2.) How to Win a Thanksgiving Argument with Conservative Relatives:
At Policy.mic, Gregory Krieg offers a progressive how-to guide for culture-war arguments. Your conservative “bloviating cousin,” Krieg warns, will certainly bring up some culture-war issues. Krieg offers ways to put conservatives in their places on issues such as the Ferguson riots, Obamacare, Obama’s immigration plans, Bill Cosby’s alleged serial rapes, legalizing marijuana, and more. In each case, we’re told, there are factual, reasonable rebuttals to the sorts of “unreasonable, knee-jerk opinions” conservative relatives will be spouting.
3.) How to Publicly Shame your Conservative Uncle:
From an Iowan progressive, we see a few tips on ways to beat your conservative uncle in holiday arguments. It’s important, progressive Iowan Trish Nelson warns, not to “appear too thoughtful—conservatives may confuse this for weakness.” After pounding your conservative relative with piles of facts to explode his ill-considered myths, Nelson promises,
your conservative Uncle will be roasting in his own myths and half truths, so forgive him if he’s a bit thrown off. Take your time and be patient, let him fully cook, and patiently explain the error of his ways.
4.) Again with the “Crazy Right-Wing” Uncle!

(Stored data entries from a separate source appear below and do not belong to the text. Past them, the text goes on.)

//! Key-value store abstraction.
//!
//! This module provides:
//! - [`Secret`] - A wrapper for sensitive values that prevents accidental logging
//! - [`KvStore`] - Point-lookup trait over a single logical key/value table
//! - [`MemoryKvStore`] - In-memory implementation for testing
//! - [`SqliteKvStore`] - Read-only SQLite implementation (with `sqlite-store` feature)
//!
//! # Key Convention
//!
//! Keys are opaque strings written by other programs, for example
//! `kirocli:social:token` or `kirocli:odic:device-registration`. Values are
//! JSON documents stored as text.
//!
//! # Example
//!
//! ```rust,ignore
//! use kirocred_core::store::{KvStore, MemoryKvStore};
//!
//! let store = MemoryKvStore::new();
//! store.insert("kirocli:social:token", r#"{"access_token":"a"}"#);
//!
//! let value = store.get("kirocli:social:token").await.unwrap();
//! assert!(value.is_some());
//! ```

use async_trait::async_trait;
use serde::{Deserialize, Serialize};
use thiserror::Error;
use zeroize::{Zeroize, ZeroizeOnDrop};

mod memory;
#[cfg(feature = "sqlite-store")]
mod sqlite;

pub use memory::MemoryKvStore;
#[cfg(feature = "sqlite-store")]
pub use sqlite::SqliteKvStore;

/// A secret value that prevents accidental exposure in logs.
///
/// The inner value is only accessible via [`expose()`](Secret::expose).
/// Debug and Display implementations show `[REDACTED]` instead of the value,
/// and the buffer is zeroed when the secret is dropped.
#[derive(Clone, Default, Serialize, Deserialize, Zeroize, ZeroizeOnDrop)]
pub struct Secret(String);

impl Secret {
    /// Create a new secret from a string value.
    pub fn new(value: impl Into<String>) -> Self {
        Self(value.into())
    }

    /// Expose the secret value.
    ///
    /// Use sparingly and never log the result.
    pub fn expose(&self) -> &str {
        &self.0
    }

    /// Whether the secret holds an empty string.
    pub fn is_empty(&self) -> bool {
        self.0.is_empty()
    }

    /// Consume the secret and return the inner value.
    pub fn into_inner(mut self) -> String {
        std::mem::take(&mut self.0)
    }
}

impl std::fmt::Debug for Secret {
    fn fmt(&self, f: &mut std::fmt::Formatter<'_>) -> std::fmt::Result {
        write!(f, "Secret([REDACTED])")
    }
}

impl std::fmt::Display for Secret {
    fn fmt(&self, f: &mut std::fmt::Formatter<'_>) -> std::fmt::Result {
        write!(f, "[REDACTED]")
    }
}

impl PartialEq for Secret {
    fn eq(&self, other: &Self) -> bool {
        self.0 == other.0
    }
}

impl Eq for Secret {}

/// Error type for a single store operation.
///
/// These never abort a resolution on their own; the resolver logs them and
/// moves on to the next key.
#[derive(Debug, Error)]
pub enum StoreError {
    /// The storage backend encountered an error.
    #[error("backend error: {message}")]
    Backend { message: String },

    /// The store has already been closed.
    #[error("store is closed")]
    Closed,

    /// Error reported by the SQLite driver.
    #[cfg(feature = "sqlite-store")]
    #[error("sqlite error: {0}")]
    Sqlite(#[from] sqlx::Error),
}

/// Point lookups against a single logical key/value table.
///
/// Implementations include:
/// - [`MemoryKvStore`] - In-memory storage for testing
/// - [`SqliteKvStore`] (with `sqlite-store` feature) - kiro-cli database
#[async_trait]
pub trait KvStore: Send + Sync {
    /// Retrieve the value stored under `key`.
    ///
    /// Returns `Ok(None)` if the key doesn't exist.
    async fn get(&self, key: &str) -> Result<Option<String>, StoreError>;

    /// Release the underlying handle.
    ///
    /// Further lookups after closing fail with [`StoreError::Closed`] or a
    /// backend error.
    async fn close(&self) {}
}

#[cfg(test)]
mod tests {
    use super::*;

    #[test]
    fn test_secret_debug_redacted() {
        let secret = Secret::new("super-secret");
        let debug = format!("{:?}", secret);
        assert!(!debug.contains("super-secret"));
        assert!(debug.contains("REDACTED"));
    }

    #[test]
    fn test_secret_display_redacted() {
        let secret = Secret::new("super-secret");
        let display = format!("{}", secret);
        assert!(!display.contains("super-secret"));
        assert!(display.contains("REDACTED"));
    }

    #[test]
    fn test_secret_deserializes_from_plain_string() {
        let secret: Secret = serde_json::from_str(r#""tok-123""#).unwrap();
        assert_eq!(secret.expose(), "tok-123");
        assert_eq!(secret.into_inner(), "tok-123");
    }
}
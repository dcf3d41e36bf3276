//! kirocred CLI
//!
//! Command-line interface for inspecting the credentials kiro-cli stores
//! locally.
//!
//! # Usage
//!
//! ```bash
//! # Show which database would be read
//! kirocred locate
//!
//! # Resolve the credential (secrets redacted)
//! kirocred resolve
//!
//! # Machine-readable output from a specific database
//! kirocred resolve --db ~/.local/share/amazon-q/data.sqlite3 --format json
//! ```

use anyhow::{Context, Result};
use clap::{Parser, Subcommand, ValueEnum};
use kirocred_core::{CredentialResolver, NormalizedCredential, Secret, StoreLocator};
use serde_json::json;
use std::path::PathBuf;
use tracing::debug;
use tracing_subscriber::{EnvFilter, fmt};

mod config;

use config::CliConfig;

#[derive(Parser)]
#[command(name = "kirocred")]
#[command(about = "Resolve kiro-cli credentials from the local store")]
#[command(version)]
struct Cli {
    /// Enable verbose output
    #[arg(short, long, global = true)]
    verbose: bool,

    /// Configuration file (defaults to the platform config directory)
    #[arg(short, long, global = true)]
    config: Option<PathBuf>,

    #[command(subcommand)]
    command: Commands,
}

#[derive(Subcommand)]
enum Commands {
    /// Print the path of the credential store that would be read
    Locate {
        /// Store path; `~` is expanded
        #[arg(long)]
        db: Option<String>,
    },

    /// Resolve and print the stored credential
    Resolve {
        /// Store path; `~` is expanded
        #[arg(long)]
        db: Option<String>,

        /// Output format
        #[arg(short, long, value_enum, default_value_t = OutputFormat::Text)]
        format: OutputFormat,

        /// Print token and client secret values instead of redacting them
        #[arg(long)]
        show_secrets: bool,
    },
}

#[derive(Clone, Copy, Debug, ValueEnum)]
enum OutputFormat {
    Text,
    Json,
}

#[tokio::main]
async fn main() -> Result<()> {
    let cli = Cli::parse();

    let config = config::load_config(cli.config.as_deref())?;
    init_logging(cli.verbose, &config.log_level);
    if let Some(path) = &config.config_path {
        debug!("Loaded configuration from {:?}", path);
    }

    match cli.command {
        Commands::Locate { db } => locate(&config, db.as_deref()),
        Commands::Resolve {
            db,
            format,
            show_secrets,
        } => resolve(&config, db.as_deref(), format, show_secrets).await,
    }
}

fn init_logging(verbose: bool, level: &str) {
    let filter = if verbose {
        EnvFilter::new("debug")
    } else {
        EnvFilter::try_from_default_env().unwrap_or_else(|_| EnvFilter::new(level))
    };

    fmt()
        .with_env_filter(filter)
        .with_target(false)
        .with_writer(std::io::stderr)
        .init();
}

fn store_path(config: &CliConfig, db: Option<&str>) -> Result<PathBuf> {
    let requested = db.or(config.store_path.as_deref());
    StoreLocator::from_env()
        .resolve_store_path(requested)
        .context("Failed to locate credential store")
}

fn locate(config: &CliConfig, db: Option<&str>) -> Result<()> {
    let path = store_path(config, db)?;
    println!("{}", path.display());
    if !path.exists() {
        eprintln!("warning: {} does not exist", path.display());
    }
    Ok(())
}

async fn resolve(
    config: &CliConfig,
    db: Option<&str>,
    format: OutputFormat,
    show_secrets: bool,
) -> Result<()> {
    let path = store_path(config, db)?;

    let mut resolver = CredentialResolver::new(config.key_profile()?);
    if !config.extract_email {
        resolver = resolver.without_email_extraction();
    }

    let credential = resolver
        .resolve(&path)
        .await
        .with_context(|| format!("Failed to resolve credentials from {}", path.display()))?;

    match format {
        OutputFormat::Json => {
            let value = credential_json(&credential, show_secrets);
            println!("{}", serde_json::to_string_pretty(&value)?);
        }
        OutputFormat::Text => print_text(&credential, show_secrets),
    }
    Ok(())
}

fn reveal(secret: &Secret, show: bool) -> String {
    if show {
        secret.expose().to_string()
    } else {
        secret.to_string()
    }
}

fn credential_json(credential: &NormalizedCredential, show_secrets: bool) -> serde_json::Value {
    json!({
        "provider": credential.provider(),
        "auth_method": credential.auth_method(),
        "region": credential.region(),
        "source_key": credential.source_key(),
        "email": credential.email(),
        "profile_arn": credential.profile_arn(),
        "expires_at": credential.expires_at(),
        "expired": credential.is_expired(),
        "scopes": credential.scopes(),
        "access_token": reveal(credential.access_token(), show_secrets),
        "refresh_token": reveal(credential.refresh_token(), show_secrets),
        "client_id": credential.client_id(),
        "client_secret": credential.client_secret().map(|s| reveal(s, show_secrets)),
    })
}

fn print_text(credential: &NormalizedCredential, show_secrets: bool) {
    let or_dash = |value: Option<&str>| value.unwrap_or("-").to_string();

    println!("Provider:      {}", credential.provider());
    println!("Auth method:   {}", credential.auth_method());
    println!("Region:        {}", credential.region());
    println!("Source key:    {}", credential.source_key());
    println!("Email:         {}", or_dash(credential.email()));
    println!("Profile ARN:   {}", or_dash(credential.profile_arn()));
    println!(
        "Expires at:    {}{}",
        credential.expires_at(),
        if credential.is_expired() { " (expired)" } else { "" }
    );
    if !credential.scopes().is_empty() {
        println!("Scopes:        {}", credential.scopes().join(", "));
    }
    println!(
        "Access token:  {}",
        reveal(credential.access_token(), show_secrets)
    );
    println!(
        "Refresh token: {}",
        reveal(credential.refresh_token(), show_secrets)
    );
    if let Some(client_id) = credential.client_id() {
        println!("Client ID:     {}", client_id);
    }
    if let Some(secret) = credential.client_secret() {
        println!("Client secret: {}", reveal(secret, show_secrets));
    }
}

#[cfg(test)]
mod tests {
    use super::*;
    use clap::CommandFactory;

    #[test]
    fn test_cli_definition() {
        Cli::command().debug_assert();
    }

    #[test]
    fn test_parse_resolve_flags() {
        let cli = Cli::try_parse_from([
            "kirocred",
            "resolve",
            "--db",
            "~/data.db",
            "--format",
            "json",
            "--show-secrets",
        ])
        .unwrap();

        match cli.command {
            Commands::Resolve {
                db,
                format,
                show_secrets,
            } => {
                assert_eq!(db.as_deref(), Some("~/data.db"));
                assert!(matches!(format, OutputFormat::Json));
                assert!(show_secrets);
            }
            _ => panic!("expected resolve command"),
        }
    }

    #[test]
    fn test_reveal_redacts_by_default() {
        let secret = Secret::new("tok");
        assert_eq!(reveal(&secret, false), "[REDACTED]");
        assert_eq!(reveal(&secret, true), "tok");
    }

    #[test]
    fn test_explicit_db_overrides_config() {
        let config = CliConfig {
            store_path: Some("/from/config.sqlite3".to_string()),
            ..CliConfig::default()
        };
        assert_eq!(
            store_path(&config, Some("/from/flag.sqlite3")).unwrap(),
            PathBuf::from("/from/flag.sqlite3")
        );
        assert_eq!(
            store_path(&config, None).unwrap(),
            PathBuf::from("/from/config.sqlite3")
        );
    }
}
use crate::config::{Config, Credentials};
use crate::error::{Error, Result};
use crate::http::HttpClient;
use serde::{Deserialize, Serialize};
use serde_json::{Value, json};
use tracing::{debug, warn};

const DEVELOPER_API_BASE: &str = "https://generativelanguage.googleapis.com/v1beta";
pub const ACCESS_TOKEN_ENV: &str = "GOOGLE_OAUTH_ACCESS_TOKEN";

/// Where `generateContent` is served and how requests authenticate.
#[derive(Clone)]
pub enum Backend {
    /// Gemini Developer API, keyed by `GOOGLE_API_KEY`.
    DeveloperApi { api_key: String },
    /// Vertex AI in a Google Cloud project, with an OAuth bearer token.
    Vertex {
        project_id: String,
        location: String,
        access_token: String,
    },
}

impl Backend {
    fn label(&self) -> &'static str {
        match self {
            Self::DeveloperApi { .. } => "gemini",
            Self::Vertex { .. } => "vertex",
        }
    }
}

pub struct LlmClient {
    backend: Backend,
    model: String,
    temperature: f32,
    max_output_tokens: u32,
    base_url: Option<String>,
    http: HttpClient,
}

// -- Conversation types --

#[derive(Debug, Clone, Copy, PartialEq, Eq, Serialize, Deserialize)]
#[serde(rename_all = "lowercase")]
pub enum Role {
    User,
    Model,
}

#[derive(Debug, Clone, PartialEq)]
pub enum Part {
    Text(String),
    /// `thought_signature` is opaque and must go back unchanged with the call.
    FunctionCall {
        name: String,
        args: Value,
        thought_signature: Option<String>,
    },
    FunctionResponse { name: String, response: Value },
}

#[derive(Debug, Clone, PartialEq)]
pub struct ConversationMessage {
    pub role: Role,
    pub parts: Vec<Part>,
}

impl ConversationMessage {
    pub fn user_text(text: impl Into<String>) -> Self {
        Self {
            role: Role::User,
            parts: vec![Part::Text(text.into())],
        }
    }

    /// Concatenated text parts. Gemini splits long answers across several parts.
    pub fn text(&self) -> String {
        self.parts
            .iter()
            .filter_map(|p| match p {
                Part::Text(t) => Some(t.as_str()),
                _ => None,
            })
            .collect()
    }
}

/// A function the model may call, described with a JSON schema.
#[derive(Debug, Clone, Serialize)]
pub struct FunctionDeclaration {
    pub name: String,
    pub description: String,
    pub parameters: Value,
}

/// Tools attached to a request.
#[derive(Debug, Clone)]
pub enum ToolSet {
    None,
    Functions(Vec<FunctionDeclaration>),
    /// Hosted Google Search grounding; the model runs searches itself.
    GoogleSearch,
}

impl ToolSet {
    pub fn names(&self) -> Vec<String> {
        match self {
            Self::None => Vec::new(),
            Self::Functions(decls) => decls.iter().map(|d| d.name.clone()).collect(),
            Self::GoogleSearch => vec!["google_search".into()],
        }
    }
}

#[derive(Debug, Clone, PartialEq, Eq)]
pub enum StopReason {
    EndTurn,
    MaxTokens,
    Safety,
    Other(String),
}

impl StopReason {
    fn from_finish_reason(reason: Option<&str>) -> Self {
        match reason {
            None | Some("STOP") => Self::EndTurn,
            Some("MAX_TOKENS") => Self::MaxTokens,
            Some("SAFETY") | Some("PROHIBITED_CONTENT") | Some("BLOCKLIST") => Self::Safety,
            Some(other) => Self::Other(other.to_string()),
        }
    }
}

#[derive(Debug, Clone, Copy, Default, PartialEq, Eq)]
pub struct Usage {
    pub prompt_tokens: u32,
    pub output_tokens: u32,
}

#[derive(Debug, Clone, PartialEq, Eq)]
pub struct WebSource {
    pub title: String,
    pub uri: String,
}

/// Web grounding attached to an answer when Google Search ran.
#[derive(Debug, Clone, Default, PartialEq, Eq)]
pub struct Grounding {
    pub search_queries: Vec<String>,
    pub sources: Vec<WebSource>,
}

#[derive(Debug, Clone)]
pub struct ModelResponse {
    pub message: ConversationMessage,
    pub stop_reason: StopReason,
    pub usage: Usage,
    pub grounding: Grounding,
}

impl ModelResponse {
    pub fn function_calls(&self) -> Vec<(String, Value)> {
        self.message
            .parts
            .iter()
            .filter_map(|p| match p {
                Part::FunctionCall { name, args, .. } => Some((name.clone(), args.clone())),
                _ => None,
            })
            .collect()
    }
}

// -- Gemini wire format --

#[derive(Serialize)]
#[serde(rename_all = "camelCase")]
struct GenerateRequest<'a> {
    system_instruction: WireContent,
    contents: Vec<WireContent>,
    #[serde(skip_serializing_if = "Vec::is_empty")]
    tools: Vec<WireTool<'a>>,
    generation_config: GenerationConfig,
}

#[derive(Serialize)]
#[serde(rename_all = "camelCase")]
struct GenerationConfig {
    temperature: f32,
    max_output_tokens: u32,
}

#[derive(Serialize)]
#[serde(rename_all = "camelCase")]
struct WireTool<'a> {
    #[serde(skip_serializing_if = "Option::is_none")]
    function_declarations: Option<&'a [FunctionDeclaration]>,
    #[serde(skip_serializing_if = "Option::is_none")]
    google_search: Option<Value>,
}

#[derive(Serialize, Deserialize, Default)]
struct WireContent {
    #[serde(skip_serializing_if = "Option::is_none")]
    role: Option<Role>,
    #[serde(default)]
    parts: Vec<WirePart>,
}

#[derive(Serialize, Deserialize, Default)]
#[serde(rename_all = "camelCase")]
struct WirePart {
    #[serde(skip_serializing_if = "Option::is_none")]
    text: Option<String>,
    #[serde(skip_serializing_if = "Option::is_none")]
    function_call: Option<WireFunctionCall>,
    #[serde(skip_serializing_if = "Option::is_none")]
    function_response: Option<WireFunctionResponse>,
    #[serde(default, skip_serializing)]
    thought: bool,
    #[serde(skip_serializing_if = "Option::is_none")]
    thought_signature: Option<String>,
}

#[derive(Serialize, Deserialize)]
struct WireFunctionCall {
    name: String,
    #[serde(default)]
    args: Value,
}

#[derive(Serialize, Deserialize)]
struct WireFunctionResponse {
    name: String,
    response: Value,
}

#[derive(Deserialize)]
#[serde(rename_all = "camelCase")]
struct GenerateResponse {
    #[serde(default)]
    candidates: Vec<Candidate>,
    prompt_feedback: Option<PromptFeedback>,
    usage_metadata: Option<UsageMetadata>,
}

#[derive(Deserialize)]
#[serde(rename_all = "camelCase")]
struct Candidate {
    content: Option<WireContent>,
    finish_reason: Option<String>,
    grounding_metadata: Option<GroundingMetadata>,
}

#[derive(Deserialize)]
#[serde(rename_all = "camelCase")]
struct PromptFeedback {
    block_reason: Option<String>,
}

#[derive(Deserialize)]
#[serde(rename_all = "camelCase")]
struct UsageMetadata {
    #[serde(default)]
    prompt_token_count: u32,
    #[serde(default)]
    candidates_token_count: u32,
}

#[derive(Deserialize)]
#[serde(rename_all = "camelCase")]
struct GroundingMetadata {
    #[serde(default)]
    web_search_queries: Vec<String>,
    #[serde(default)]
    grounding_chunks: Vec<GroundingChunk>,
}

#[derive(Deserialize)]
struct GroundingChunk {
    web: Option<WebChunk>,
}

#[derive(Deserialize)]
struct WebChunk {
    uri: Option<String>,
    title: Option<String>,
}

impl From<&ConversationMessage> for WireContent {
    fn from(msg: &ConversationMessage) -> Self {
        let parts = msg
            .parts
            .iter()
            .map(|p| match p {
                Part::Text(text) => WirePart {
                    text: Some(text.clone()),
                    ..Default::default()
                },
                Part::FunctionCall {
                    name,
                    args,
                    thought_signature,
                } => WirePart {
                    function_call: Some(WireFunctionCall {
                        name: name.clone(),
                        args: args.clone(),
                    }),
                    thought_signature: thought_signature.clone(),
                    ..Default::default()
                },
                Part::FunctionResponse { name, response } => WirePart {
                    function_response: Some(WireFunctionResponse {
                        name: name.clone(),
                        response: response.clone(),
                    }),
                    ..Default::default()
                },
            })
            .collect();
        Self {
            role: Some(msg.role),
            parts,
        }
    }
}

impl WirePart {
    fn into_part(self) -> Option<Part> {
        if self.thought {
            return None;
        }
        if let Some(call) = self.function_call {
            let args = if call.args.is_null() { json!({}) } else { call.args };
            return Some(Part::FunctionCall {
                name: call.name,
                args,
                thought_signature: self.thought_signature,
            });
        }
        if let Some(resp) = self.function_response {
            return Some(Part::FunctionResponse {
                name: resp.name,
                response: resp.response,
            });
        }
        self.text.map(Part::Text)
    }
}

I don’t know why uncles are the repository for conservatism this year, but from the LA Times Joel Silberman offers progressive advice on handling a conservative uncle. Don’t fall for the temptation to be polite, Silberman suggests. It is a “patriotic” act to pick fights with your conservative relatives at Thanksgiving. Why? Because these days we don’t often get a chance to engage with people from the ‘other side’ of culture war issues. [Editor’s Note: Unless, of course, we read and comment in the pages of ILYBYGTH!] To be fair, Silberman is not advising the sort of knock-down, drag-out, drumstick-wielding family kerfuffle that I remember so fondly from my childhood. Instead, he suggests that everyone guide their discussion with “respect and know when to stop, and remember that relationships are more important than righteousness.”
Good advice, and a good place to stop. But just like every Thanksgiving fighter ever, I can’t resist getting in one last word. Instead of preparing arguments to win Thanksgiving showdowns, what if we progressives all spent time learning the best arguments our conservative relatives might make? Certainly nothing is less productive in culture-war battles than sitting back smugly and assuming our mastery of “facts” will soon bring our “myth”-laden opponents to their knees.
Rather, why not take an ILYBYGTH approach? Why not do some homework to learn why intelligent, informed conservatives might hold the positions they hold? Why not assume that people of good will might disagree sincerely on abortion, Obamacare, homosexual rights, evolution, and even the Common Core?
After all, the way to quiet a jerkface loudmouth uncle is not to publicly shame him. Rather, it might be more productive if we all studied the best arguments our culture-war opponents might make. Instead of asking: How can I trounce that argument? What if we asked: Why might someone believe that? Or, most important, what if we asked: How can we enjoy all of our blessings without screaming at each other?